The hexagon packing achievement, as illustrated above, is an example of how AlphaEvolve surpassed dedicated human efforts. For the challenge of packing 11 unit regular hexagons into a larger bounding hexagon, the previous best known construction, attributed to independent geometer Maurizio Morandi in 2015, required a bounding side length of approximately 3.943 units for its aligned honeycomb structure. AlphaEvolve refined this to a side length of 3.931 units, a reduction of about 0.3% in edge length. That translates to a roughly 0.6% decrease in the bounding area. The AlphaEvolve method accomplished this by tilting each inner hexagon at varying angles instead of a uniform, flush alignment. That off-grid twist demonstrates the agent's capacity for novel design beyond simply remixing training data, underscoring why even fractional geometric gains matter for applications like wafer layouts, battery anodes, and other real-world packing problems.
"AlphaEvolve discovered novel, provably correct algorithms that surpass state-of-the-art solutions on a spectrum of problems in mathematics and computer science..."
AlphaEvolve's knack for fresh ideas isn't limited to creative hexagon packing. The white paper itself notes that the agent "discovered novel, provably correct algorithms that surpass state-of-the-art solutions on a spectrum of problems in mathematics and computer science," and the evidence backs that up. Take the Erdős minimum overlap problem, a number-theory puzzle first posed in 1955. The upper-bound record hadn't budged since 2016, yet AlphaEvolve shaved it from roughly 0.380927 to 0.380924 with a new step-function construction. That fourth-decimal-place nudge may look trivial, but in a domain where progress can be at times glacial, it's meaningful.
"Notably, AlphaEvolve developed a search algorithm that found a procedure to multiply two 4 × 4 complex-valued matrices using 48 scalar multiplications; offering the first improvement, after 56 years, over Strassen's algorithm in this setting."
And this capacity for fresh insight isn't just for making calculations faster. AlphaEvolve also made headway on a highly abstract mathematical puzzle known as an uncertainty inequality.
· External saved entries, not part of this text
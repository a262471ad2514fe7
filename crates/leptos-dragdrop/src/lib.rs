//! Leptos DragDrop Utilities
//!
//! Index-based drag-and-drop reordering for flat lists.
//! The pure part (`Orderable`, `reorder`, `DragState`) has no DOM dependency;
//! the Leptos part wires it to HTML5 drag events.

use leptos::prelude::*;

/// An item that lives in an ordered list and carries its own position
pub trait Orderable {
    fn id(&self) -> &str;
    fn sort_order(&self) -> i32;
    fn set_sort_order(&mut self, order: i32);
}

/// Rewrite every item's sort order to its index
pub fn restamp<T: Orderable>(items: &mut [T]) {
    for (idx, item) in items.iter_mut().enumerate() {
        item.set_sort_order(idx as i32);
    }
}

/// Move the item at `from` to position `to` and restamp the list.
///
/// Same-index drops and out-of-range indices leave the list untouched.
pub fn reorder<T: Orderable>(mut items: Vec<T>, from: usize, to: usize) -> Vec<T> {
    if from == to || from >= items.len() || to >= items.len() {
        return items;
    }
    let moved = items.remove(from);
    items.insert(to, moved);
    restamp(&mut items);
    items
}

/// True when sort orders are exactly 0..n-1 in display order
pub fn is_contiguous<T: Orderable>(items: &[T]) -> bool {
    items
        .iter()
        .enumerate()
        .all(|(idx, item)| item.sort_order() == idx as i32)
}

/// Drag bookkeeping for one list
#[derive(Clone, Copy, Debug, Default, PartialEq, Eq)]
pub struct DragState {
    pub dragged_index: Option<usize>,
    pub drag_over_index: Option<usize>,
}

impl DragState {
    pub fn start(&mut self, index: usize) {
        self.dragged_index = Some(index);
        self.drag_over_index = None;
    }

    pub fn over(&mut self, index: usize) {
        if self.dragged_index.is_some() {
            self.drag_over_index = Some(index);
        }
    }

    pub fn leave(&mut self) {
        self.drag_over_index = None;
    }

    /// Finish a drop on `index`. Returns the move to apply, if any.
    /// State is cleared regardless of the outcome.
    pub fn drop_on(&mut self, index: usize) -> Option<(usize, usize)> {
        let from = self.dragged_index;
        self.end();
        match from {
            Some(from) if from != index => Some((from, index)),
            _ => None,
        }
    }

    pub fn end(&mut self) {
        self.dragged_index = None;
        self.drag_over_index = None;
    }

    pub fn is_dragging(&self, index: usize) -> bool {
        self.dragged_index == Some(index)
    }

    pub fn is_drag_over(&self, index: usize) -> bool {
        self.drag_over_index == Some(index) && self.dragged_index != Some(index)
    }
}

/// DnD state signal for one list
#[derive(Clone, Copy)]
pub struct DndSignals {
    pub state: RwSignal<DragState>,
    /// When set, every handler is inert
    pub disabled: Signal<bool>,
}

pub fn create_dnd_signals(disabled: Signal<bool>) -> DndSignals {
    DndSignals {
        state: RwSignal::new(DragState::default()),
        disabled,
    }
}

pub fn make_on_dragstart(dnd: DndSignals, index: usize) -> impl Fn(web_sys::DragEvent) + Copy + 'static {
    move |ev: web_sys::DragEvent| {
        if dnd.disabled.get_untracked() {
            ev.prevent_default();
            return;
        }
        if let Some(dt) = ev.data_transfer() {
            dt.set_effect_allowed("move");
            // Firefox refuses to start a drag without payload
            let _ = dt.set_data("text/plain", &index.to_string());
        }
        dnd.state.update(|s| s.start(index));
    }
}

pub fn make_on_dragover(dnd: DndSignals, index: usize) -> impl Fn(web_sys::DragEvent) + Copy + 'static {
    move |ev: web_sys::DragEvent| {
        if dnd.disabled.get_untracked() {
            return;
        }
        // Required for the element to accept a drop
        ev.prevent_default();
        if dnd.state.get_untracked().drag_over_index != Some(index) {
            dnd.state.update(|s| s.over(index));
        }
    }
}

pub fn make_on_dragleave(dnd: DndSignals) -> impl Fn(web_sys::DragEvent) + Copy + 'static {
    move |_ev: web_sys::DragEvent| {
        if dnd.state.get_untracked().drag_over_index.is_some() {
            dnd.state.update(|s| s.leave());
        }
    }
}

/// Drop handler. `on_move(from, to)` fires only for a real move.
pub fn make_on_drop<F>(dnd: DndSignals, index: usize, on_move: F) -> impl Fn(web_sys::DragEvent) + Clone + 'static
where
    F: Fn(usize, usize) + Clone + 'static,
{
    move |ev: web_sys::DragEvent| {
        ev.prevent_default();
        let mut mv = None;
        dnd.state.update(|s| mv = s.drop_on(index));
        if dnd.disabled.get_untracked() {
            return;
        }
        if let Some((from, to)) = mv {
            on_move(from, to);
        }
    }
}

pub fn make_on_dragend(dnd: DndSignals) -> impl Fn(web_sys::DragEvent) + Copy + 'static {
    move |_ev: web_sys::DragEvent| {
        dnd.state.update(|s| s.end());
    }
}

#[cfg(test)]
mod tests {
    use super::*;

    #[derive(Clone, Debug, PartialEq)]
    struct Row {
        id: String,
        order: i32,
    }

    impl Orderable for Row {
        fn id(&self) -> &str {
            &self.id
        }
        fn sort_order(&self) -> i32 {
            self.order
        }
        fn set_sort_order(&mut self, order: i32) {
            self.order = order;
        }
    }

    fn rows(n: usize) -> Vec<Row> {
        (0..n)
            .map(|i| Row { id: format!("r{}", i), order: i as i32 })
            .collect()
    }

    fn ids(items: &[Row]) -> Vec<&str> {
        items.iter().map(|r| r.id.as_str()).collect()
    }

    #[test]
    fn test_reorder_last_to_first() {
        let out = reorder(rows(3), 2, 0);
        assert_eq!(ids(&out), vec!["r2", "r0", "r1"]);
        assert_eq!(out.iter().map(|r| r.order).collect::<Vec<_>>(), vec![0, 1, 2]);
    }

    #[test]
    fn test_reorder_first_to_last() {
        let out = reorder(rows(4), 0, 3);
        assert_eq!(ids(&out), vec!["r1", "r2", "r3", "r0"]);
        assert!(is_contiguous(&out));
    }

    #[test]
    fn test_reorder_same_index_is_noop() {
        let before = rows(3);
        let out = reorder(before.clone(), 1, 1);
        assert_eq!(out, before);
    }

    #[test]
    fn test_reorder_out_of_range_is_noop() {
        let before = rows(2);
        assert_eq!(reorder(before.clone(), 0, 5), before);
        assert_eq!(reorder(before.clone(), 7, 0), before);
    }

    #[test]
    fn test_restamp_fills_gaps() {
        let mut items = vec![
            Row { id: "a".into(), order: 4 },
            Row { id: "b".into(), order: 9 },
        ];
        restamp(&mut items);
        assert!(is_contiguous(&items));
    }

    #[test]
    fn test_drag_state_clears_on_drop() {
        let mut s = DragState::default();
        s.start(2);
        s.over(0);
        assert!(s.is_drag_over(0));
        assert_eq!(s.drop_on(0), Some((2, 0)));
        assert_eq!(s, DragState::default());
    }

    #[test]
    fn test_drag_state_drop_on_self_clears_without_move() {
        let mut s = DragState::default();
        s.start(1);
        s.over(1);
        assert!(!s.is_drag_over(1));
        assert_eq!(s.drop_on(1), None);
        assert_eq!(s, DragState::default());
    }

    #[test]
    fn test_drag_over_ignored_without_drag() {
        let mut s = DragState::default();
        s.over(3);
        assert_eq!(s.drag_over_index, None);
        s.start(0);
        s.over(3);
        s.leave();
        assert_eq!(s.drag_over_index, None);
        s.end();
        assert_eq!(s.dragged_index, None);
    }
}
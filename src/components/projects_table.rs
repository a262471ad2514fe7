//! Projects Table Component
//!
//! Desktop table and mobile grouped accordion over the same rows, with
//! selection, bulk actions, a per-row menu and the delete, status and
//! password modals. Every backend call goes through `ProjectActions`.

use leptos::prelude::*;
use leptos::task::spawn_local;

use crate::api::copy_to_clipboard;
use crate::components::ConfirmModal;
use crate::dashboard::{
    archive_target, check_page_password, format_date, run_action, ActionFuture, ProjectActions,
    SortColumn, TableState, TableView,
};
use crate::error::ApiError;
use crate::models::{Project, ProjectStatus};
use crate::notify::use_notifier;

const COLUMNS: [SortColumn; 5] = [
    SortColumn::Client,
    SortColumn::Project,
    SortColumn::Status,
    SortColumn::VisualizationDate,
    SortColumn::ValidUntil,
];

type Done = Box<dyn FnOnce(Result<(), ApiError>)>;

fn status_class(status: ProjectStatus) -> String {
    format!("status-badge status-{}", status.as_str())
}

fn plural(count: usize, one: &str, many: &str) -> String {
    if count == 1 {
        one.to_string()
    } else {
        format!("{} {}", count, many)
    }
}
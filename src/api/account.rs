//! Account Endpoint

use super::{into_data, read_envelope, ApiClient};
use crate::error::ApiResult;
use crate::models::UserAccount;

impl ApiClient {
    pub async fn user_account(&self) -> ApiResult<UserAccount> {
        let resp = self.http().get(self.url("/api/user-account")).send().await?;
        into_data(read_envelope(resp).await?)
    }
}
Imagine you have a signal, like a sound wave. An uncertainty principle in mathematics (similar in spirit to the famous one in physics) states that you can't know both how precisely located the signal is in time and how precisely its frequency components are defined, beyond a certain limit. There's a fundamental trade-off.
The image below shows a test that shows the prior state-of-the-art (SOTA) in red -- the previous best-known mathematical function used to set a limit on this uncertainty. AlphaEvolve, however, discovered a new, slightly better function (the green curve).
This new function allowed mathematicians to slightly tighten the known bounds for this uncertainty constant. The result pushed the upper limit from approximately 0.3523 down to 0.3521. While a change of 0.0002 might seem minuscule, in theoretical mathematics, refining the boundaries of what's possible, even by tiny increments, is still significant.
"AlphaEvolve orchestrates an autonomous pipeline of LLMs, whose task is to improve an algorithm by making direct changes to the code... potentially leading to new scientific and practical discoveries."